DATASET ENTRIES section start

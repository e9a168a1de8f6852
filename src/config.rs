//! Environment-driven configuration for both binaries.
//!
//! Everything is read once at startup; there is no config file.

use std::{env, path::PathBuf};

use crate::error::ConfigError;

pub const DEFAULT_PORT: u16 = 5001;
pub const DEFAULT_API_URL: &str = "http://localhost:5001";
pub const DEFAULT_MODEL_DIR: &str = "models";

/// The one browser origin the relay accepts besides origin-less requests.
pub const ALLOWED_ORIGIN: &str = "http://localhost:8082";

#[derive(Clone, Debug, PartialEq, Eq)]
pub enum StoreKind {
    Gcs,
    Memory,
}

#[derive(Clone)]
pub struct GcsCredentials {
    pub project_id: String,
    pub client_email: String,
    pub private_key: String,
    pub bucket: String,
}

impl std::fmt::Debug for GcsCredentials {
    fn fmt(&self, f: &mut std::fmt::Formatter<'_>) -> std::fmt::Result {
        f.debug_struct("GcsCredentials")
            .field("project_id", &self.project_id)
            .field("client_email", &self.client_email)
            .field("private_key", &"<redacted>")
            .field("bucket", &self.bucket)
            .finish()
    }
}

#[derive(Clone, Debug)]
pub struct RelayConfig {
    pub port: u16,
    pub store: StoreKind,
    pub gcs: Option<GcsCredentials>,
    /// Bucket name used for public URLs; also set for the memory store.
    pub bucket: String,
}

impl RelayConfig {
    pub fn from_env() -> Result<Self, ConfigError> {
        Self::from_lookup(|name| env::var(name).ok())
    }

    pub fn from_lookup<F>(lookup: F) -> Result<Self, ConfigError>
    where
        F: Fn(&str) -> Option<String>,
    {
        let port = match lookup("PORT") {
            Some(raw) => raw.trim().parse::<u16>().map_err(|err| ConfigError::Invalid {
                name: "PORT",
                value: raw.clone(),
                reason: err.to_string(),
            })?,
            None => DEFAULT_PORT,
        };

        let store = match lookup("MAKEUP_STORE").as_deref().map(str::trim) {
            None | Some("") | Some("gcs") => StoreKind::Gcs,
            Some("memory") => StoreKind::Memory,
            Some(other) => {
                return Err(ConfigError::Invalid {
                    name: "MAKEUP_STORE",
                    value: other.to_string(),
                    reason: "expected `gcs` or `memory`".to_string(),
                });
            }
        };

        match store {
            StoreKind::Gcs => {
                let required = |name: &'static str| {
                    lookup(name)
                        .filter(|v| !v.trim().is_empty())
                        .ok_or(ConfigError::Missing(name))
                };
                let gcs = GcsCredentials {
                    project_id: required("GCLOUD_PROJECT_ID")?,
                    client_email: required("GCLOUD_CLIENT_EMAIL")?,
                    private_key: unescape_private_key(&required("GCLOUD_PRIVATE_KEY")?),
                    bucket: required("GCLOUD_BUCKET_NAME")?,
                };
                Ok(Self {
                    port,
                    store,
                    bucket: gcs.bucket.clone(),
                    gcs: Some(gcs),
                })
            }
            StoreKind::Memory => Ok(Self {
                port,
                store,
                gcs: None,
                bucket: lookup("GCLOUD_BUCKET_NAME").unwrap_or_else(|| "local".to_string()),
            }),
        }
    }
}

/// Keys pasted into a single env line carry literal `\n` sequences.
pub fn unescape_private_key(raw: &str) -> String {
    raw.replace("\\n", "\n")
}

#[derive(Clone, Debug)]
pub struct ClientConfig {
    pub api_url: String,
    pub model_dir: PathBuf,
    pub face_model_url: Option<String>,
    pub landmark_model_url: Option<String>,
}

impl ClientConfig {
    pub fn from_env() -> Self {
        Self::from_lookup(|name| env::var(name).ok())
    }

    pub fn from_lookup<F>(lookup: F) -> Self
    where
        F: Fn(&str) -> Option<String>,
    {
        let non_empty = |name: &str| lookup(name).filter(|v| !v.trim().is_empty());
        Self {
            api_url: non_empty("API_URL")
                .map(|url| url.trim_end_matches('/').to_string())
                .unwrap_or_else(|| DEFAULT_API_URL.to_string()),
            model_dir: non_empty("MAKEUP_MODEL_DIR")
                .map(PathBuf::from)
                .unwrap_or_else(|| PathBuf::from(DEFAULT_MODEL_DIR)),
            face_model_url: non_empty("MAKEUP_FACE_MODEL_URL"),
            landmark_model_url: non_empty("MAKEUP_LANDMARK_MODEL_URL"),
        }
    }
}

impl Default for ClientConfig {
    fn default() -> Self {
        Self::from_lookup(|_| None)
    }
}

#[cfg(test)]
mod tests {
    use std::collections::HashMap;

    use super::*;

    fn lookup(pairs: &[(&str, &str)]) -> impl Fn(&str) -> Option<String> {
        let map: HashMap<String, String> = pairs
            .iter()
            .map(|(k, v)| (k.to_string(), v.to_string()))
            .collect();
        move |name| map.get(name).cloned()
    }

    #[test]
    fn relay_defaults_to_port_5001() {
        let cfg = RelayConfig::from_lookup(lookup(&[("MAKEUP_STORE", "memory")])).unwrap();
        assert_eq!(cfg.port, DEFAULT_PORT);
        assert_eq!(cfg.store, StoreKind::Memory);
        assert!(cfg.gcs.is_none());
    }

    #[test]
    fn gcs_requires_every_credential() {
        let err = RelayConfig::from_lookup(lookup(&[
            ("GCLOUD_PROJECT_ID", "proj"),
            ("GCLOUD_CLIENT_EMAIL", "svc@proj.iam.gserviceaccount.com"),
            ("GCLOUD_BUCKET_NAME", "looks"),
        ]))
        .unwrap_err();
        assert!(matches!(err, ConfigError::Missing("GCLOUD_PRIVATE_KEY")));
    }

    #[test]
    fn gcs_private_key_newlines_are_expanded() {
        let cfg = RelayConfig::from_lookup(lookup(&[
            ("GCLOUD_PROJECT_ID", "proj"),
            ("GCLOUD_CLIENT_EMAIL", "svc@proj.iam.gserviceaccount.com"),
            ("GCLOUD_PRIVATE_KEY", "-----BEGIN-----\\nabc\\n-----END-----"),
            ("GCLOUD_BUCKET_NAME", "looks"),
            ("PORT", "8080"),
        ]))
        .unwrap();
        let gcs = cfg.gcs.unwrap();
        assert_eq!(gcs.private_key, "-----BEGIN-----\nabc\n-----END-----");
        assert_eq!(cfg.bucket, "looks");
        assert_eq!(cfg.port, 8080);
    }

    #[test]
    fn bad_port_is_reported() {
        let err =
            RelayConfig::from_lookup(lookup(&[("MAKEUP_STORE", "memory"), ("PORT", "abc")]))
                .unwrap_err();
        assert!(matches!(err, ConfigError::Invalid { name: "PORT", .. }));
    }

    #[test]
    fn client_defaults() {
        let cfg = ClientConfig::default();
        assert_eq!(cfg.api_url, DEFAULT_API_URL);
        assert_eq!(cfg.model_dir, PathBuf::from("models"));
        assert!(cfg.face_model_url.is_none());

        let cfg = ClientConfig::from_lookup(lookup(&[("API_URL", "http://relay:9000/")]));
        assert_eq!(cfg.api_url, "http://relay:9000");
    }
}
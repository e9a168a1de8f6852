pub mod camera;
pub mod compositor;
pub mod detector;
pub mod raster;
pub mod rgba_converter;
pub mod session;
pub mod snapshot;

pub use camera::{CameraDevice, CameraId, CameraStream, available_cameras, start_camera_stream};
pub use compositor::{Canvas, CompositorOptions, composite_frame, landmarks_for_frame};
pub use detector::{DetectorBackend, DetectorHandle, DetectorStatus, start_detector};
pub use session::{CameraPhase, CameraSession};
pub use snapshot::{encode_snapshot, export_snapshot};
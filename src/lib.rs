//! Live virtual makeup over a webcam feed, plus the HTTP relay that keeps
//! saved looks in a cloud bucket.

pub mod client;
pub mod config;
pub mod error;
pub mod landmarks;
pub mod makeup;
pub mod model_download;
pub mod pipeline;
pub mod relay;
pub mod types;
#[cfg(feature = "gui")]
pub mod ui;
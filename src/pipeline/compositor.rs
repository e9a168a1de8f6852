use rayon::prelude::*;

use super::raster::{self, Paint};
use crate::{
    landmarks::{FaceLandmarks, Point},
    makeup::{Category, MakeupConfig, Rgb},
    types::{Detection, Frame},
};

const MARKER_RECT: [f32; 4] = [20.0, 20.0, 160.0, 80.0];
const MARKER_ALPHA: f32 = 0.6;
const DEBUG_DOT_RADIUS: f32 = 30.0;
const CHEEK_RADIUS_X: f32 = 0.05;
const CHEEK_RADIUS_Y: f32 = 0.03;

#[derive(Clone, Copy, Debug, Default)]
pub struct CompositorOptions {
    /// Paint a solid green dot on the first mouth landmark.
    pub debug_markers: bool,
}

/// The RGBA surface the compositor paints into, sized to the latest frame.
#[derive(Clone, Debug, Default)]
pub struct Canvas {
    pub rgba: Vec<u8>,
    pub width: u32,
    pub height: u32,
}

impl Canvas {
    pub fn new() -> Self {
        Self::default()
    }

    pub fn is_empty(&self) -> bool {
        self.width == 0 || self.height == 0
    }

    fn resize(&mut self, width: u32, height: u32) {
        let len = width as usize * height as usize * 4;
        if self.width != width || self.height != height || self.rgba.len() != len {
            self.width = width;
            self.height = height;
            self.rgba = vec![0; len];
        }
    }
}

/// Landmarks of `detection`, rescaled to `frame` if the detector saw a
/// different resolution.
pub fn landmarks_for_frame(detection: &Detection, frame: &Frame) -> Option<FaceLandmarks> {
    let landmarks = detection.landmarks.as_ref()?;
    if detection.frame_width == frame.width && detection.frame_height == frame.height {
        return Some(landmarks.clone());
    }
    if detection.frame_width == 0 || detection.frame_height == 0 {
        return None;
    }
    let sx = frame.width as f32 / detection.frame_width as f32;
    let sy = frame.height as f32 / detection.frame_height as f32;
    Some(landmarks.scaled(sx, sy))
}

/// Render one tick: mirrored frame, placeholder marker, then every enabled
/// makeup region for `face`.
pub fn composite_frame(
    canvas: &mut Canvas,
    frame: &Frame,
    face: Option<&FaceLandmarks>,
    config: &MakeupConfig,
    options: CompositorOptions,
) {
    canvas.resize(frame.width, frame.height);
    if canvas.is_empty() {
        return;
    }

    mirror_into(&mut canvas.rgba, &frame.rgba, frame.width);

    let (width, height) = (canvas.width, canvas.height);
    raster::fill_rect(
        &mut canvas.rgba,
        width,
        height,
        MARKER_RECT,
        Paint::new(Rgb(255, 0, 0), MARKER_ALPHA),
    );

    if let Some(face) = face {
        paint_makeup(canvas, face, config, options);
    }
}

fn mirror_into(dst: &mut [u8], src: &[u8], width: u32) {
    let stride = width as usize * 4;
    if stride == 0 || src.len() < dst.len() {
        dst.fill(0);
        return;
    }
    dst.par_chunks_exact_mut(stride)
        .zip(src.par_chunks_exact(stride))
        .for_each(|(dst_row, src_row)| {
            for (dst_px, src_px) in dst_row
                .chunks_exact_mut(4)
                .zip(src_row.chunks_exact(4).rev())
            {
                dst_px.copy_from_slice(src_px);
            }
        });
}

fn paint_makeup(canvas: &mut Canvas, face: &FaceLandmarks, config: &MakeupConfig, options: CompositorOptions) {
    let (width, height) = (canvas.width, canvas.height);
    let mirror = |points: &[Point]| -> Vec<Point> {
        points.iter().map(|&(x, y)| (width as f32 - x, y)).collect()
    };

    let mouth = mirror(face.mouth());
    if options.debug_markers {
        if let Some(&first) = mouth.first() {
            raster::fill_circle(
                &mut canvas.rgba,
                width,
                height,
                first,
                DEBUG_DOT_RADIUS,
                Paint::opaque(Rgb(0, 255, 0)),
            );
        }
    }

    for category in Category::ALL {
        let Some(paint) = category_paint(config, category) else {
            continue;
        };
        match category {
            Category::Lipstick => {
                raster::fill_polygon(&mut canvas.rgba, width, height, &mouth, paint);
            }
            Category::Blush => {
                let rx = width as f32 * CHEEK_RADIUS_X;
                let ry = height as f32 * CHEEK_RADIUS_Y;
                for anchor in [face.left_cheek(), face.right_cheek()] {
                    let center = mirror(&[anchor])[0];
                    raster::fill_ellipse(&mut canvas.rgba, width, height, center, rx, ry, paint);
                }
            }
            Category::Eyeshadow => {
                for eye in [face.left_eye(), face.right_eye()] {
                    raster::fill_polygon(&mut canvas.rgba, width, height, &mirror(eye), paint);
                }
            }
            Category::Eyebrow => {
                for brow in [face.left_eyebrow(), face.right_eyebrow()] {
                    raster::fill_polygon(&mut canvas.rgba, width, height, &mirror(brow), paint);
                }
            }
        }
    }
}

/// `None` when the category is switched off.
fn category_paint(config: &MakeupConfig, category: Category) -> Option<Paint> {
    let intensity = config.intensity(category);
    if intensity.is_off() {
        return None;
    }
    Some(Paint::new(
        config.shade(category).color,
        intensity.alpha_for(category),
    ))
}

DATASET ENTRIES section end

WORK INSTRUCTIONS: Your answer should be each line of the data that contains the word "pipeline", copied as it stands.

EXERCISE OUTPUT:
pub mod pipeline;
filename src/pipeline/compositor.rs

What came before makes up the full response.